Rasulullah SAW memerintahkan para sahabat untuk membiarkan si Badui menyelesaikan hajatnya. Setelah selesai, Rasulullah SAW pun tidak memarahinya. Beliau SAW meminta diambilkan seember air dan menuangkannya di tempat si Badui itu buang air kecil. Masjid Nabawi yang masih berlantaikan tanah pasir membuat air kencing si Badui bisa cepat diserap bumi, dan kasus pun selesai. (HR Bukhari).

Rasulullah SAW menasihati si Arab Badui dengan kata-kata yang lembut. Sabda Beliau SAW, "Sesungguhnya masjid ini tidak pantas untuk membuang benda najis atau kotoran. Masjid itu dibangun sebagai tempat untuk zikir kepada Allah, shalat, dan membaca Alquran." (HR Muslim).

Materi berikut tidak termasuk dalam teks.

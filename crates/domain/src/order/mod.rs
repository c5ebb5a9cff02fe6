//! Order entities and creation rules.

use chrono::{DateTime, NaiveDate, NaiveTime, Utc};
use common::{ActorId, CustomerId, MenuItemId, OrderId};
use serde::{Deserialize, Serialize};
use uuid::Uuid;

use crate::error::DomainError;

pub mod status;
pub mod value_objects;

pub use status::OrderStatus;
pub use value_objects::{Customizations, Money, Version};

/// Minimum lead time between placing an order and the event.
pub const MIN_LEAD_DAYS: i64 = 7;
/// Maximum scheduling horizon for an event.
pub const MAX_LEAD_DAYS: i64 = 365;

/// A catering order.
#[derive(Debug, Clone, PartialEq, Serialize, Deserialize)]
pub struct Order {
    pub id: OrderId,
    pub customer_id: CustomerId,
    pub event_date: NaiveDate,
    pub event_time: NaiveTime,
    pub guest_count: u32,
    pub venue_address: String,
    pub status: OrderStatus,
    pub total_amount: Money,
    /// Bumped on every persisted status change; see [`Version`].
    pub version: Version,
    pub created_at: DateTime<Utc>,
    pub updated_at: DateTime<Utc>,
}

/// A line item on an order.
///
/// Price fields are authoritative server-side values; caller-supplied
/// prices are never trusted.
#[derive(Debug, Clone, PartialEq, Serialize, Deserialize)]
pub struct OrderItem {
    pub id: Uuid,
    pub order_id: OrderId,
    pub menu_item_id: MenuItemId,
    pub quantity: u32,
    pub unit_price: Money,
    pub total_price: Money,
    pub customizations: Customizations,
}

impl OrderItem {
    /// Creates an item with server-side pricing.
    pub fn new(
        order_id: OrderId,
        menu_item_id: MenuItemId,
        quantity: u32,
        unit_price: Money,
        customizations: Customizations,
    ) -> Self {
        Self {
            id: Uuid::new_v4(),
            order_id,
            menu_item_id,
            quantity,
            unit_price,
            total_price: unit_price.multiply(quantity),
            customizations,
        }
    }

    /// Replaces the item's pricing with a corrected unit price.
    pub fn reprice(&mut self, unit_price: Money) {
        self.unit_price = unit_price;
        self.total_price = unit_price.multiply(self.quantity);
    }
}

/// Input for creating a draft order.
#[derive(Debug, Clone, Deserialize)]
pub struct NewOrder {
    pub customer_id: CustomerId,
    pub event_date: NaiveDate,
    pub event_time: NaiveTime,
    pub guest_count: u32,
    pub venue_address: String,
    pub items: Vec<NewOrderItem>,
}

/// Input for a single item on a new order.
///
/// Deliberately carries no price fields.
#[derive(Debug, Clone, Deserialize)]
pub struct NewOrderItem {
    pub menu_item_id: MenuItemId,
    pub quantity: u32,
    #[serde(default)]
    pub customizations: Customizations,
}

impl NewOrder {
    /// Validates the business rules that gate draft creation.
    ///
    /// The event date must leave at least [`MIN_LEAD_DAYS`] of preparation
    /// time and lie within [`MAX_LEAD_DAYS`] of `today`.
    pub fn validate(&self, today: NaiveDate) -> Result<(), DomainError> {
        let lead = (self.event_date - today).num_days();
        if lead < MIN_LEAD_DAYS {
            return Err(DomainError::validation(format!(
                "Event date must be at least {MIN_LEAD_DAYS} days from today to allow for preparation"
            )));
        }
        if lead > MAX_LEAD_DAYS {
            return Err(DomainError::validation(
                "Orders cannot be scheduled more than 1 year in advance",
            ));
        }
        if self.guest_count == 0 {
            return Err(DomainError::validation("Guest count must be positive"));
        }
        if self.items.is_empty() {
            return Err(DomainError::validation("An order needs at least one item"));
        }
        if self.items.iter().any(|item| item.quantity == 0) {
            return Err(DomainError::validation("Item quantities must be positive"));
        }
        Ok(())
    }
}

/// Append-only audit record of a status change.
#[derive(Debug, Clone, PartialEq, Eq, Serialize, Deserialize)]
pub struct StatusHistoryEntry {
    pub id: Uuid,
    pub order_id: OrderId,
    pub old_status: OrderStatus,
    pub new_status: OrderStatus,
    pub changed_by: ActorId,
    pub notes: String,
    pub changed_at: DateTime<Utc>,
}

impl StatusHistoryEntry {
    /// Creates a history entry stamped with the current time.
    pub fn new(
        order_id: OrderId,
        old_status: OrderStatus,
        new_status: OrderStatus,
        changed_by: ActorId,
        notes: impl Into<String>,
    ) -> Self {
        Self {
            id: Uuid::new_v4(),
            order_id,
            old_status,
            new_status,
            changed_by,
            notes: notes.into(),
            changed_at: Utc::now(),
        }
    }
}

#[cfg(test)]
mod tests {
    use super::*;
    use chrono::Duration;
    use rust_decimal_macros::dec;

    fn new_order(event_date: NaiveDate) -> NewOrder {
        NewOrder {
            customer_id: CustomerId::new(),
            event_date,
            event_time: NaiveTime::from_hms_opt(18, 30, 0).unwrap(),
            guest_count: 40,
            venue_address: "12 Harbour Lane".to_string(),
            items: vec![NewOrderItem {
                menu_item_id: MenuItemId::new(),
                quantity: 2,
                customizations: Customizations::empty(),
            }],
        }
    }

    #[test]
    fn accepts_event_inside_window() {
        let today = NaiveDate::from_ymd_opt(2026, 3, 1).unwrap();
        let order = new_order(today + Duration::days(14));
        assert!(order.validate(today).is_ok());
    }

    #[test]
    fn rejects_event_too_soon() {
        let today = NaiveDate::from_ymd_opt(2026, 3, 1).unwrap();
        let order = new_order(today + Duration::days(3));
        assert!(matches!(
            order.validate(today),
            Err(DomainError::Validation(_))
        ));
    }

    #[test]
    fn rejects_event_too_far_out() {
        let today = NaiveDate::from_ymd_opt(2026, 3, 1).unwrap();
        let order = new_order(today + Duration::days(400));
        assert!(order.validate(today).is_err());
    }

    #[test]
    fn rejects_zero_guests_and_empty_items() {
        let today = NaiveDate::from_ymd_opt(2026, 3, 1).unwrap();

        let mut order = new_order(today + Duration::days(30));
        order.guest_count = 0;
        assert!(order.validate(today).is_err());

        let mut order = new_order(today + Duration::days(30));
        order.items.clear();
        assert!(order.validate(today).is_err());

        let mut order = new_order(today + Duration::days(30));
        order.items[0].quantity = 0;
        assert!(order.validate(today).is_err());
    }

    #[test]
    fn item_pricing_is_derived() {
        let item = OrderItem::new(
            OrderId::new(),
            MenuItemId::new(),
            3,
            Money::new(dec!(150)),
            Customizations::empty(),
        );
        assert_eq!(item.total_price.amount(), dec!(450));
    }

    #[test]
    fn reprice_updates_both_fields() {
        let mut item = OrderItem::new(
            OrderId::new(),
            MenuItemId::new(),
            4,
            Money::new(dec!(100)),
            Customizations::empty(),
        );
        item.reprice(Money::new(dec!(130)));
        assert_eq!(item.unit_price.amount(), dec!(130));
        assert_eq!(item.total_price.amount(), dec!(520));
    }
}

Hikmahnya, jika saja para sahabat membentak atau memukuli si Arab Badui yang tengah buang air kecil tersebut, tentulah air kencingnya akan menyebar ke mana-mana. Setelah itu, Arab Badui yang tak mengerti pendidikan itu akan tersinggung dan marah pula. Akhirnya, satu masalah bisa melebar menjadi beberapa masalah.

Inilah yang disayangkan dengan sikap para mubaligh yang frontal dalam dakwahnya. Karena tidak sabar dalam berdakwah, akhirnya masalah yang semula hanya satu, bisa melebar ke mana-mana. Bukannya menyelesaikan masalah umat, malah jadi menambah masalah. Harusnya, para mubaligh belajar dari akhlak Rasulullah SAW dalam menyikapi seorang Arab Badui tersebut.

Berlaku lemah lembut adalah cermin keindahan Islam dalam diri seorang Muslim. Inilah yang dipesankan Imam Hasan al-Bashri. Berlaku lemah lembut merupakan akhlak Nabi Muhammad SAW sebagai tujuan beliau diutus ke muka bumi. Sebagaimana sabda Beliau SAW, "Sesungguhnya tidaklah aku diutus kecuali untuk menyempurnakan akhlak yang mulia." (HR Bukhari, Ahmad, dan al-Hakim).

Berdakwah dengan cara yang lembut dan santun adalah kewajiban dan suatu keniscayaan bagi para mubaligh. Mubaligh yang menyampaikan syiar Islam dengan cara yang frontal dan kasar berarti keliru dalam memahami Alquran. Allah SWT menyebutkan etika berdakwah ini dalam firman-Nya, "Serulah (manusia) kepada jalan Rabbmu dengan hikmah (lemah lembut) dan pelajaran yang baik dan bantahlah mereka dengan cara yang baik." (QS an-Nahl [16]: 125).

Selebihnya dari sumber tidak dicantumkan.